Today, must have been round up the sheep day, as we woke to the sound of the gyro-copter taking off. Later the quad bikes. The busy life of a sheep farmer :)
The initial plan was to go to Carnarvon and spend a night there before heading down to Hamlin Pool. We had seen enough of Carnarvon by early afternoon, so decided to push on further.
As we drove past the river which Carnarvon sits, it was completely empty of water, so we wondered where they got their supply from. The water is under the sand and feeds down to a aquifer which they draw from. We went out to the jetty. All the goods coming in and going out of Carnarvon was by ship and they had a tram line from the town out to the port.
Out at the jetty there is also a lighthouse and we were fortunate to be there when the volunteer was the daughter of one of the lighthouse keepers and grew up in the house there. She had many stories to tell of the times when she lived there. She was a great great grandmother at 70!
Old fire truck at the museum. We actually found out more about the Korean Star, it was a salt freighter and went down in a heavy storm.
There is a beautiful foreshore at the harbour. That has to be the greenest grass ever. Just beautiful and thick and soft. The main part of the town is slowly dying, lots of shops for sale or empty. Internet shopping is a major competitor. Target Country recently closed.
We decided to eat lunch at the foreshore and just after we settled down, we listened to the sound of two council employees with their whipper snippers going full bore. Yes, you have to ask yourself why would they think it appropriate to do that during lunch time when it surely should be a before 10am or after 2pm job. Who needs tourists anyway.
We phoned ahead to Hamlin Pool Caravan Park to check availability and made a booking. At $22 a night it was a good rate. Hamlin Pool was a settlement and has the original telegraph station as a museum along with the shell quarry.
The telegraph station around 1959, but played an important part in the tracking information of the Gemini space program in 1964. The dish at Carnarvon tracked the rocket, but the phone lines went down, however, the telegraph line was still operative and the woman who worked there five years previously relayed the messages via morse code, saving the day.
Pretty scary to see stuff that I have used during my working life in a museum.
In the early 1900’s there were few trees here for timber, so they used the compressed shells, hand cut into blocks for building materials. These shells very tiny and survive in the high salinity of the water. Hamlin Pool is open to the sea but has a natural bar preventing full tidal changes so with evaporation due to the high temperatures has a very high salinity.

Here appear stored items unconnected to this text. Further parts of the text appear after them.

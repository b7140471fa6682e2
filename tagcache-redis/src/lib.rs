//! # tagcache-redis
//!
//! Redis connection layer used by `tagcache`.
//!
//! ## Features
//!
//! - **Lazy connection**: one multiplexed connection per server, opened on
//!   first use and released with [`RedisConnection::reset`]
//! - **Configuration**: builder, environment loading and serde support
//! - **Pub/Sub**: channel and pattern subscriptions, including keyspace
//!   expiry events
//!
//! ## Quick Start
//!
//! ```rust,ignore
//! use tagcache_redis::{RedisConfig, RedisConnection};
//!
//! #[tokio::main]
//! async fn main() -> Result<(), Box<dyn std::error::Error>> {
//!     let config = RedisConfig::builder()
//!         .host("localhost")
//!         .port(6379)
//!         .build();
//!
//!     // Fails fast when the server cannot be reached
//!     let redis = RedisConnection::connect(config).await?;
//!
//!     let mut conn = redis.get().await?;
//!     let _: () = redis::cmd("SET")
//!         .arg("key")
//!         .arg("value")
//!         .query_async(&mut conn)
//!         .await?;
//!
//!     // Listen for keys expiring natively
//!     let mut expired = redis.pubsub().expired_keys(0).await?;
//!     while let Some(message) = expired.recv().await {
//!         println!("expired: {}", message.payload);
//!     }
//!
//!     Ok(())
//! }
//! ```

mod config;
mod connection;
mod error;
mod pubsub;

pub use config::{RedisConfig, RedisConfigBuilder};
pub use connection::RedisConnection;
pub use error::{RedisError, Result};
pub use pubsub::{Message, PubSub, Subscription, expired_events_channel};

// Re-export redis crate for convenience
pub use redis;
pub use redis::aio::ConnectionManager;

/// Prelude for common imports.
///
/// ```
/// use tagcache_redis::prelude::*;
/// ```
pub mod prelude {
    pub use crate::config::{RedisConfig, RedisConfigBuilder};
    pub use crate::connection::RedisConnection;
    pub use crate::error::{RedisError, Result};
    pub use crate::pubsub::{Message, PubSub, Subscription};
    pub use redis::AsyncCommands;
}
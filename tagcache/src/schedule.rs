//! Ordered index from expiry time to key.

use crate::error::CacheResult;
use crate::keys::KeySpace;
use crate::store::Store;
use chrono::{DateTime, Utc};
use std::sync::Arc;

/// Rank of a timestamp in the schedule: whole seconds since the Unix epoch,
/// rounded down.
pub fn rank(time: DateTime<Utc>) -> i64 {
    time.timestamp()
}

/// Start of the second a rank stands for.
pub fn rank_to_time(rank: i64) -> Option<DateTime<Utc>> {
    DateTime::from_timestamp(rank, 0)
}

/// Sorted-set schedule of keys that were written with an expiry.
///
/// The schedule only hints at what a sweep should reclaim; native Store TTLs
/// stay authoritative.
#[derive(Clone)]
pub struct ExpirySchedule {
    store: Arc<dyn Store>,
    set_key: String,
}

impl ExpirySchedule {
    /// Create a schedule stored under the key space's schedule key.
    pub fn new(store: Arc<dyn Store>, keys: &KeySpace) -> Self {
        Self {
            store,
            set_key: keys.expiry_schedule(),
        }
    }

    /// Store key of the schedule.
    pub fn set_key(&self) -> &str {
        &self.set_key
    }

    /// Schedule (or reschedule) `key` to expire at `expiry`.
    pub async fn set_key_expiry(&self, key: &str, expiry: DateTime<Utc>) -> CacheResult<()> {
        self.store
            .sorted_set_add(&self.set_key, key, rank(expiry))
            .await
    }

    /// Unschedule `keys`. Keys that are not scheduled are ignored.
    pub async fn remove_key_expiry(&self, keys: &[String]) -> CacheResult<()> {
        if keys.is_empty() {
            return Ok(());
        }
        self.store.sorted_set_remove(&self.set_key, keys).await
    }

    /// Keys scheduled at or before `max`, earliest first.
    pub async fn get_expired_keys(&self, max: DateTime<Utc>) -> CacheResult<Vec<String>> {
        self.store
            .sorted_set_range_by_score(&self.set_key, rank(max))
            .await
    }
}

#[cfg(test)]
mod tests {
    use super::*;
    use crate::memory_store::InMemoryStore;
    use chrono::Duration as ChronoDuration;
    use proptest::prelude::*;

    fn schedule() -> ExpirySchedule {
        ExpirySchedule::new(Arc::new(InMemoryStore::new()), &KeySpace::new("test"))
    }

    #[tokio::test]
    async fn test_expired_keys_are_ordered_and_bounded() {
        let schedule = schedule();
        let now = Utc::now();
        let ago = |minutes| now - ChronoDuration::minutes(minutes);

        schedule.set_key_expiry("minus10", ago(10)).await.unwrap();
        schedule.set_key_expiry("minus30", ago(30)).await.unwrap();
        schedule.set_key_expiry("minus20", ago(20)).await.unwrap();
        schedule.set_key_expiry("future", now + ChronoDuration::minutes(5)).await.unwrap();

        let keys = schedule.get_expired_keys(ago(20)).await.unwrap();
        assert_eq!(keys, vec!["minus30".to_string(), "minus20".to_string()]);
    }

    #[tokio::test]
    async fn test_reschedule_moves_key() {
        let schedule = schedule();
        let now = Utc::now();

        schedule.set_key_expiry("k", now - ChronoDuration::hours(1)).await.unwrap();
        schedule.set_key_expiry("k", now + ChronoDuration::hours(1)).await.unwrap();
        assert!(schedule.get_expired_keys(now).await.unwrap().is_empty());
    }

    #[tokio::test]
    async fn test_remove_is_a_no_op_for_unknown_keys() {
        let schedule = schedule();
        let now = Utc::now();
        schedule.set_key_expiry("k", now).await.unwrap();

        schedule
            .remove_key_expiry(&["k".to_string(), "unknown".to_string()])
            .await
            .unwrap();
        schedule.remove_key_expiry(&[]).await.unwrap();
        assert!(schedule.get_expired_keys(now).await.unwrap().is_empty());
    }

    #[test]
    fn test_rank_floors_to_seconds() {
        let t = DateTime::from_timestamp(1_700_000_000, 999_000_000).unwrap();
        assert_eq!(rank(t), 1_700_000_000);
        assert_eq!(rank_to_time(rank(t)), DateTime::from_timestamp(1_700_000_000, 0));
    }

    proptest! {
        #[test]
        fn prop_rank_is_monotonic(
            a in -10_000_000_000i64..10_000_000_000,
            b in -10_000_000_000i64..10_000_000_000,
            na in 0u32..1_000_000_000,
            nb in 0u32..1_000_000_000,
        ) {
            let t1 = DateTime::from_timestamp(a, na).unwrap();
            let t2 = DateTime::from_timestamp(b, nb).unwrap();
            prop_assert_eq!(rank(t1) < rank(t2), a < b);
            prop_assert_eq!(rank_to_time(rank(t1)).map(rank), Some(a));
        }
    }
}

Down at the shell quarry, we saw another of the white winged blue wrens, again too quick to get a photo. We also saw another bird a Dusky Gerygone to tick off in our book. We heard the Chiming Wedgebill, so we are keen to see this one and tick it off.
This is one of the early buildings in Denham which is built out of the shell blocks.
I can’t help thinking that these two blokes couldn’t swim, but overloaded the boat to save a trip.
Stromatolites
Bacteria bugs growing in very salty, slimy water. Apparently the mounds of living organisms, are about 3,000 years old and still growing and scientists are very excited about it…….
The white stuff is foam, at first I thought it was salt.
This is the viewing walkway.
This cute baby swallow looked like it had just left the nest and new to the big world was just sitting there, totally unafraid.
The view of Hamlin Pool Caravan Park Museum Complex. It is privately owned and not funded by the government.
We then left for Denham, 100 kms away. We called into Eagle Bluff to the viewing platform over Shark Bay. It was hard to see where the sea ended and the sky started.
Shark at Shark Bay The view from Eagle Bluff
This is Denham. A beautiful foreshore across from the shops. Bottom left is the Discovery Centre which is the tourist information centre. This is a really nice little town, on the western side of Cape Peron.
We really enjoyed Denham too - very pretty and laid back town. We had an emu and chicks walking across the park next to the foreshore!